### Exercise
Check every line below for the word "Basic" and show those that hold it.

Saved entries
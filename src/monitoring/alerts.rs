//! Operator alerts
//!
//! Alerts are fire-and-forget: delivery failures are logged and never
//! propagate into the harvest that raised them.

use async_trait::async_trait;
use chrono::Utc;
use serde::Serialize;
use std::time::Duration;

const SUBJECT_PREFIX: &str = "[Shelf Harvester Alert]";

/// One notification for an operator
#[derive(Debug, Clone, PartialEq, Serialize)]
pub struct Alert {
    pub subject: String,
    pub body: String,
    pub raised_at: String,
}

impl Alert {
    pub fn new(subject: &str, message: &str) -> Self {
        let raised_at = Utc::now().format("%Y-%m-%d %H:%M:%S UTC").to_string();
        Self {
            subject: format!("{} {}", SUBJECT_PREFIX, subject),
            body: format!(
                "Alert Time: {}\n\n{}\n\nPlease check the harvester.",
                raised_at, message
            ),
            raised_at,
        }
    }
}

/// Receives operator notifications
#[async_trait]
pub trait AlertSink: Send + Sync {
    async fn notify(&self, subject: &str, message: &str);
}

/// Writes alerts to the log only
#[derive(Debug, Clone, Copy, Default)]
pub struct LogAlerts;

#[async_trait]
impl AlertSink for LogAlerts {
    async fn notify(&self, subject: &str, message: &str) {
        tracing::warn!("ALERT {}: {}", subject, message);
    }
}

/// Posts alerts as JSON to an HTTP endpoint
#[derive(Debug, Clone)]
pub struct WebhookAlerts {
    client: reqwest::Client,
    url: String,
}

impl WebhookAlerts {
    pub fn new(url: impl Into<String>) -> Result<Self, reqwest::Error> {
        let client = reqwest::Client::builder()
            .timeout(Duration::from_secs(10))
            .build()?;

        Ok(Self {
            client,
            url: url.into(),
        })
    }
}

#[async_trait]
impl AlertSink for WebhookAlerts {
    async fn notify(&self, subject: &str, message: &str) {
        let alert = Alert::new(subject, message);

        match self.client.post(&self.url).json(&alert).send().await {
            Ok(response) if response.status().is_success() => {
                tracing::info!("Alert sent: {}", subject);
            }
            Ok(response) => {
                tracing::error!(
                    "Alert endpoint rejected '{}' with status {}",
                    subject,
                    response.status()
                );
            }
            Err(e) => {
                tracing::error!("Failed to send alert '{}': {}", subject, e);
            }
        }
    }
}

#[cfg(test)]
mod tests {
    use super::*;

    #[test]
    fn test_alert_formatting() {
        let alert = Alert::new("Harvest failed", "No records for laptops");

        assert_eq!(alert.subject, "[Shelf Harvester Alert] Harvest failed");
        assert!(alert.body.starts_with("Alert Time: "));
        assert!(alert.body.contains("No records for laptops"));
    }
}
...
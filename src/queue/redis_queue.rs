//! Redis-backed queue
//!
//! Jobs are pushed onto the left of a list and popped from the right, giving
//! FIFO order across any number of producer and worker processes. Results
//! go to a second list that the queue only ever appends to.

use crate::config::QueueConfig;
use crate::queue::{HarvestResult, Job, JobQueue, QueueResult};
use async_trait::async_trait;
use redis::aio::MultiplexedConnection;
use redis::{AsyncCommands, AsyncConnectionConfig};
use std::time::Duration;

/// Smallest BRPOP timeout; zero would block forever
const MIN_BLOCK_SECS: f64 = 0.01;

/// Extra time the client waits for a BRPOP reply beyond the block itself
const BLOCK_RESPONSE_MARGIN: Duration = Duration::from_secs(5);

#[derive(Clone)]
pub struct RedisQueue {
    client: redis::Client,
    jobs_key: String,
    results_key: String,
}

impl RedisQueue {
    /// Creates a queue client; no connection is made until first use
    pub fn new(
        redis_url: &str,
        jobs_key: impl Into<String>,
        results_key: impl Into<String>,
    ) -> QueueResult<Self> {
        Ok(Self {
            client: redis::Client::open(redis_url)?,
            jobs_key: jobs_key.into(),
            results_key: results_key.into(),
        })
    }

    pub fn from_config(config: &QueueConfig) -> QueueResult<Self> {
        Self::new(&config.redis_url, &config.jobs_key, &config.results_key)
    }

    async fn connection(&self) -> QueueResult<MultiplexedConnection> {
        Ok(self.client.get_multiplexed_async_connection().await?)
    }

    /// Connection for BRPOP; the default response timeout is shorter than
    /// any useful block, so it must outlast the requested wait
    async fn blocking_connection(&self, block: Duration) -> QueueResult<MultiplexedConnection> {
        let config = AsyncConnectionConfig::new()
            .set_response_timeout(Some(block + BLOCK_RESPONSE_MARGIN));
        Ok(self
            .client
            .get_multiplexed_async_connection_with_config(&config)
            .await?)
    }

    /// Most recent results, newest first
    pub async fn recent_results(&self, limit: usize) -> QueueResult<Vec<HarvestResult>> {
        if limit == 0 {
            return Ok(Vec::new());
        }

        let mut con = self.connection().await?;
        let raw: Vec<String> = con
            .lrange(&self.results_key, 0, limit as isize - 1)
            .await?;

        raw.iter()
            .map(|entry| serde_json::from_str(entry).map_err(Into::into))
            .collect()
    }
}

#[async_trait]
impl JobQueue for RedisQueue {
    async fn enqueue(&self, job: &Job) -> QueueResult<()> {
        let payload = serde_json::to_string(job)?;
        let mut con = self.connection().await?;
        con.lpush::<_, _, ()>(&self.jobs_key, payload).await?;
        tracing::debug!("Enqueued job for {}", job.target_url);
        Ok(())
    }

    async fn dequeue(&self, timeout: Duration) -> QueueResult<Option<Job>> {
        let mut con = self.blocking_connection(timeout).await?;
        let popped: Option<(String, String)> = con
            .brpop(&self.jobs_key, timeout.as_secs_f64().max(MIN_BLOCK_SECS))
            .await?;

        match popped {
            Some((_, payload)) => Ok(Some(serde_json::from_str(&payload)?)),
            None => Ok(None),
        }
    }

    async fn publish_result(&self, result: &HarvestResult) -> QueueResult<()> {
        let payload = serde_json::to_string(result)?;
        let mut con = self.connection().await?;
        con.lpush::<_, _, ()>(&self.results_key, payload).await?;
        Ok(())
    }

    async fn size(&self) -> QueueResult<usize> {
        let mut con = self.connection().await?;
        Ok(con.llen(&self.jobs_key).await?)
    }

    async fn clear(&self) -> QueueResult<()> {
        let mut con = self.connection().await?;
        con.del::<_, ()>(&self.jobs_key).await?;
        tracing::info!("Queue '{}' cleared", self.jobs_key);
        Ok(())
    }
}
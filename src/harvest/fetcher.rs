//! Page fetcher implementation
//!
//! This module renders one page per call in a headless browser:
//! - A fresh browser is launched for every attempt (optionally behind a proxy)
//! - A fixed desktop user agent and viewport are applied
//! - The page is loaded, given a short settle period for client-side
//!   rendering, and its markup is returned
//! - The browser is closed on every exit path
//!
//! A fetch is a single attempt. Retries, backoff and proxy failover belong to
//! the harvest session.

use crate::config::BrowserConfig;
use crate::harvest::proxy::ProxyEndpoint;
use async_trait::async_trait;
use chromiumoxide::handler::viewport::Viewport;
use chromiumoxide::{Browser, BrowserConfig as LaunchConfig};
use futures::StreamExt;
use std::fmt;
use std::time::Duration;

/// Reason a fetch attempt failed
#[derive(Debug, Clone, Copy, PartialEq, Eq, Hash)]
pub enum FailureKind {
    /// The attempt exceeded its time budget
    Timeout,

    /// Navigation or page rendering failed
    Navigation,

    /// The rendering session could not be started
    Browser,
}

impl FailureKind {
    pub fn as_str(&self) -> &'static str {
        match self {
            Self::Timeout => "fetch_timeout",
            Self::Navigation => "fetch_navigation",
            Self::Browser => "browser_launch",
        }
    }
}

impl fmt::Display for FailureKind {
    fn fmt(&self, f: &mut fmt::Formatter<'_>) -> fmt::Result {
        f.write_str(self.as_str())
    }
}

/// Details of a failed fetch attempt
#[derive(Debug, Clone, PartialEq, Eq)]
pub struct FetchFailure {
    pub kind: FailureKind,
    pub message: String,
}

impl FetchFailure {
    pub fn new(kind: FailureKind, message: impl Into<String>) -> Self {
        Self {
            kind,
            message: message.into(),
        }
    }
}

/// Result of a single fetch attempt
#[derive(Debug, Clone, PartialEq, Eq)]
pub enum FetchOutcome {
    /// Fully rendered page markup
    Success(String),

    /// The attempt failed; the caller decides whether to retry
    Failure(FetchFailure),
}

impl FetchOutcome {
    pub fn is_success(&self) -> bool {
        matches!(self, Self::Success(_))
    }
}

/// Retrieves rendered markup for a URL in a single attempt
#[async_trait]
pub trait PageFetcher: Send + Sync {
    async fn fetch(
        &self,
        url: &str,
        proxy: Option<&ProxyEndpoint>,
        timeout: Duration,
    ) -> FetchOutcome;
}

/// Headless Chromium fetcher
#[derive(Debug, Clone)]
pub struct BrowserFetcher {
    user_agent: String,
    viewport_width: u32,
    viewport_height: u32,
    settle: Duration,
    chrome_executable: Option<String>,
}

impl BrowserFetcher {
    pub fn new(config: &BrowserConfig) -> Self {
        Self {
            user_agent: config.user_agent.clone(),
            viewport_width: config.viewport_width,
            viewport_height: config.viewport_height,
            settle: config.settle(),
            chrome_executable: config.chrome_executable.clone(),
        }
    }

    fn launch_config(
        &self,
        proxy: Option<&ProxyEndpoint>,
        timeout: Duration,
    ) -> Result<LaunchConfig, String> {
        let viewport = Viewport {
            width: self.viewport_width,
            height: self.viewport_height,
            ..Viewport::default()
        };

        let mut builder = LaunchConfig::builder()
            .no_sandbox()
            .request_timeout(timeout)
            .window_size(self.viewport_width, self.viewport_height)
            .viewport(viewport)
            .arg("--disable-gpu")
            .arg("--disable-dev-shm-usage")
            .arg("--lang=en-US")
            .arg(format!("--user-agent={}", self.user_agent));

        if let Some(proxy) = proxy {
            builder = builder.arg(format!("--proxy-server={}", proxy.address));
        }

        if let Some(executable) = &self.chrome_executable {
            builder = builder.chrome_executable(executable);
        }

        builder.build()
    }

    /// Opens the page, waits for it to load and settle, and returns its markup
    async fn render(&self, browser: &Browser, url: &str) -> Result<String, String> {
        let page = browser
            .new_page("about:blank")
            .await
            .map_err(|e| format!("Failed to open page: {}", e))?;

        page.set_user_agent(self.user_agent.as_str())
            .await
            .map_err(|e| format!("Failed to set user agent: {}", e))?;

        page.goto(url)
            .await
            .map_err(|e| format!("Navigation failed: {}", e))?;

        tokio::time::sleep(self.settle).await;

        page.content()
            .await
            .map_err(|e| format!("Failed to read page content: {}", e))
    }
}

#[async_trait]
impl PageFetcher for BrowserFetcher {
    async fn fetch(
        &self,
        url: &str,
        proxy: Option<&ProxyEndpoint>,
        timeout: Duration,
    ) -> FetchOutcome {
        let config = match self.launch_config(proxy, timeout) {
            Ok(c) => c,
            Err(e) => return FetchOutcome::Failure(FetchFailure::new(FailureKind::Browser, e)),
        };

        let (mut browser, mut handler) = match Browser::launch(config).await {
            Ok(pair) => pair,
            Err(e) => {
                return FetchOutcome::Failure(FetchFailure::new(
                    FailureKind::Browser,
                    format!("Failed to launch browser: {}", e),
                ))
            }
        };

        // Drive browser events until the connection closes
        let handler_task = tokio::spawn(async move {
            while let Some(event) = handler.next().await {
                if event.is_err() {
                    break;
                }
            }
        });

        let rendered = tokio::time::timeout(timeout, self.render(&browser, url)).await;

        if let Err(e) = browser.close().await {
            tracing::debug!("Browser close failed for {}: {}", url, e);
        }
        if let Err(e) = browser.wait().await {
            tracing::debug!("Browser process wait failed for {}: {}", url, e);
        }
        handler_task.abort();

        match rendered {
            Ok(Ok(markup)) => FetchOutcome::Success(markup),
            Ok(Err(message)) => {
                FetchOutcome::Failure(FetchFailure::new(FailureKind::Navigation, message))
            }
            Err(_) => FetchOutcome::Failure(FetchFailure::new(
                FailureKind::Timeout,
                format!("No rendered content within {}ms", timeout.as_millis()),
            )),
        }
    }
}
==
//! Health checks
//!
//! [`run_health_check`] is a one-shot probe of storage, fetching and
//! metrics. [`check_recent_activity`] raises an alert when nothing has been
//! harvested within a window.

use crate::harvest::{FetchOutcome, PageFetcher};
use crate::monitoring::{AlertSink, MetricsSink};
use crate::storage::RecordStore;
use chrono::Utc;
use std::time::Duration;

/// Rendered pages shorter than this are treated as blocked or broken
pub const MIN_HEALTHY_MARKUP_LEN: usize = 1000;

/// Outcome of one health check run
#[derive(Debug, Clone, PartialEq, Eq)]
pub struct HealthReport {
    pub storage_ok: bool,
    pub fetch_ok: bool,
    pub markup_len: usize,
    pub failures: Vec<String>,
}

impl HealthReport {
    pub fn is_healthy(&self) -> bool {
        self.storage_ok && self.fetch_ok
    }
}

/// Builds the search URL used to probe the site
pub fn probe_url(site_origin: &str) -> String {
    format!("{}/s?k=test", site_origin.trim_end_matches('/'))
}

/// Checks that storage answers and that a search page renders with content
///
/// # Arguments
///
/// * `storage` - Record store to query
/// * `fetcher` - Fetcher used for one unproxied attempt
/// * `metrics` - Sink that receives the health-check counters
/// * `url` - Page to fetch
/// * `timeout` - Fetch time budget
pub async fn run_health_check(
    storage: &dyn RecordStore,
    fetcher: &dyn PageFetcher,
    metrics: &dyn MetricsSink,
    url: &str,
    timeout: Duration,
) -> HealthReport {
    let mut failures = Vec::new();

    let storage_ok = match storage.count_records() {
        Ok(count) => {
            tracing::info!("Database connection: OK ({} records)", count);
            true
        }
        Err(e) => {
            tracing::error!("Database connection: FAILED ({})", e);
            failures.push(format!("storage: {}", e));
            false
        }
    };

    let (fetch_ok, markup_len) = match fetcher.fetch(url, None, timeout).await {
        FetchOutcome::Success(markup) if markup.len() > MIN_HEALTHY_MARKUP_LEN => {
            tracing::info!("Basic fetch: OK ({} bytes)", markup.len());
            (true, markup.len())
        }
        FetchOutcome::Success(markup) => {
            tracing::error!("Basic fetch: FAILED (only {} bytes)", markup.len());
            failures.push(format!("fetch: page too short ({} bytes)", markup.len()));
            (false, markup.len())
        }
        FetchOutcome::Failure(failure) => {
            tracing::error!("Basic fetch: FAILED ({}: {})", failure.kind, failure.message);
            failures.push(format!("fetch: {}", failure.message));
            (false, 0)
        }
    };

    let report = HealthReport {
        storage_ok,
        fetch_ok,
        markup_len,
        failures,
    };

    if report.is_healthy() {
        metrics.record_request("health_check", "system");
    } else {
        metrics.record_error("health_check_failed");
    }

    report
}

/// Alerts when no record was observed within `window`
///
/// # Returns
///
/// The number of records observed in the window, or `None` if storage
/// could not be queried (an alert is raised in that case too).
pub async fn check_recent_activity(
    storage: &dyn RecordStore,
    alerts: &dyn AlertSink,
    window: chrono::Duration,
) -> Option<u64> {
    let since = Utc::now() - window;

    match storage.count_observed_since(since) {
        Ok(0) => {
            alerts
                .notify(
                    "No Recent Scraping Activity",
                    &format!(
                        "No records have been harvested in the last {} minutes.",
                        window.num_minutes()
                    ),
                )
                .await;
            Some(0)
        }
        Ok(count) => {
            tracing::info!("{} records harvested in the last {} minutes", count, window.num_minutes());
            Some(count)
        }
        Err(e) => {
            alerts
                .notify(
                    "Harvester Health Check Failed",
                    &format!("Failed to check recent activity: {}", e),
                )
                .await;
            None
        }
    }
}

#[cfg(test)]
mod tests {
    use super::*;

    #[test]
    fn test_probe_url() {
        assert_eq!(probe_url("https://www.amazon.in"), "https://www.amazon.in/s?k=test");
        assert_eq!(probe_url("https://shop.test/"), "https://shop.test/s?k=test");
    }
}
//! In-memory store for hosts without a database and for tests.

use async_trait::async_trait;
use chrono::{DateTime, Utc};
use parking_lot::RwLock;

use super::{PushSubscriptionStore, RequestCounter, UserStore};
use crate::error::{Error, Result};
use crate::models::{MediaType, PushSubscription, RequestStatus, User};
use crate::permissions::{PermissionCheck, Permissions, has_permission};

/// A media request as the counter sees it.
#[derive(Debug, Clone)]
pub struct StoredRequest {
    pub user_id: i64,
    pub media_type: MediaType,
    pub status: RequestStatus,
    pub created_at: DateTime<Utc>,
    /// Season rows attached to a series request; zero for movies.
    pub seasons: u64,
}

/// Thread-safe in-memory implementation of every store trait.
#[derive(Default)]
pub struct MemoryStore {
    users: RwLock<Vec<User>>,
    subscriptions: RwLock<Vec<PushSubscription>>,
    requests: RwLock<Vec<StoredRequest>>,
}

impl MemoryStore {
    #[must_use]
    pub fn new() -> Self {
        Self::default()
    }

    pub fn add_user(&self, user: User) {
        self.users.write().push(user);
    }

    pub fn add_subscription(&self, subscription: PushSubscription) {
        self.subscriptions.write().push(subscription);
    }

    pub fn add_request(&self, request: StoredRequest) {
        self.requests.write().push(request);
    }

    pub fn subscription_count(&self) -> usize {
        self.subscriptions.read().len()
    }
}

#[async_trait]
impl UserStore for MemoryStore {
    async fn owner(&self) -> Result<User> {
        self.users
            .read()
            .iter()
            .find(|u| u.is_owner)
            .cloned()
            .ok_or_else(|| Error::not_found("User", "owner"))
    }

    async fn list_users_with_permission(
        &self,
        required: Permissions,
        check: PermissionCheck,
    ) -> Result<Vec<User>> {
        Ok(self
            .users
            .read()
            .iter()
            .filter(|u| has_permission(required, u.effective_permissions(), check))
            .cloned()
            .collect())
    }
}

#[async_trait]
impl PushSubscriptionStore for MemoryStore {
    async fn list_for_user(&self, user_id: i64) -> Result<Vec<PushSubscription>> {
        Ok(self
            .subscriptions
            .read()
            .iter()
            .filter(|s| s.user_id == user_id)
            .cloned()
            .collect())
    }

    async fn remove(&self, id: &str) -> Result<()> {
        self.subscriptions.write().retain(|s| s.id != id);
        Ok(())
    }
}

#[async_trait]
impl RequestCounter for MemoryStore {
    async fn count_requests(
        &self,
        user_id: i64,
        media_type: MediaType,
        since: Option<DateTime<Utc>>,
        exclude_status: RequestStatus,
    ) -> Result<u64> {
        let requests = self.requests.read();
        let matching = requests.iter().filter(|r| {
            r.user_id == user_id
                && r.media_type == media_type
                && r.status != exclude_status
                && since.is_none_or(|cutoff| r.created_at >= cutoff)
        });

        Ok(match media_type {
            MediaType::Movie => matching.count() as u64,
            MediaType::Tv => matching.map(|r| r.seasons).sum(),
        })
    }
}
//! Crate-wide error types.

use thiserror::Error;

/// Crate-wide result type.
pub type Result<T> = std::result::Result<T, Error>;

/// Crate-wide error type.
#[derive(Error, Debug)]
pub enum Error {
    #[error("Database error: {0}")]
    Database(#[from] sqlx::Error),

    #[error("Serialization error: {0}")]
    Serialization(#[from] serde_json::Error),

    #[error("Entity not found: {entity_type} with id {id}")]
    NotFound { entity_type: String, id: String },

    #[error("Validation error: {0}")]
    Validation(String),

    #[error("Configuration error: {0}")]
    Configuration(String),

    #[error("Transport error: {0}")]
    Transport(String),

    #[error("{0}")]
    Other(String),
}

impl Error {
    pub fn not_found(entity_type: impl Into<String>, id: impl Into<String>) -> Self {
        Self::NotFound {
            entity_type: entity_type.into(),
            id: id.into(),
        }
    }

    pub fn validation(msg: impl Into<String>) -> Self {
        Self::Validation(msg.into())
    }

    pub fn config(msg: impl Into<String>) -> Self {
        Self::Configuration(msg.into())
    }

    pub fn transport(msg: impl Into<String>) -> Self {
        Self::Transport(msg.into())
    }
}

### Reply
            tracing::info!("Basic fetch: OK ({} bytes)", markup.len());
            tracing::error!("Basic fetch: FAILED (only {} bytes)", markup.len());
            tracing::error!("Basic fetch: FAILED ({}: {})", failure.kind, failure.message);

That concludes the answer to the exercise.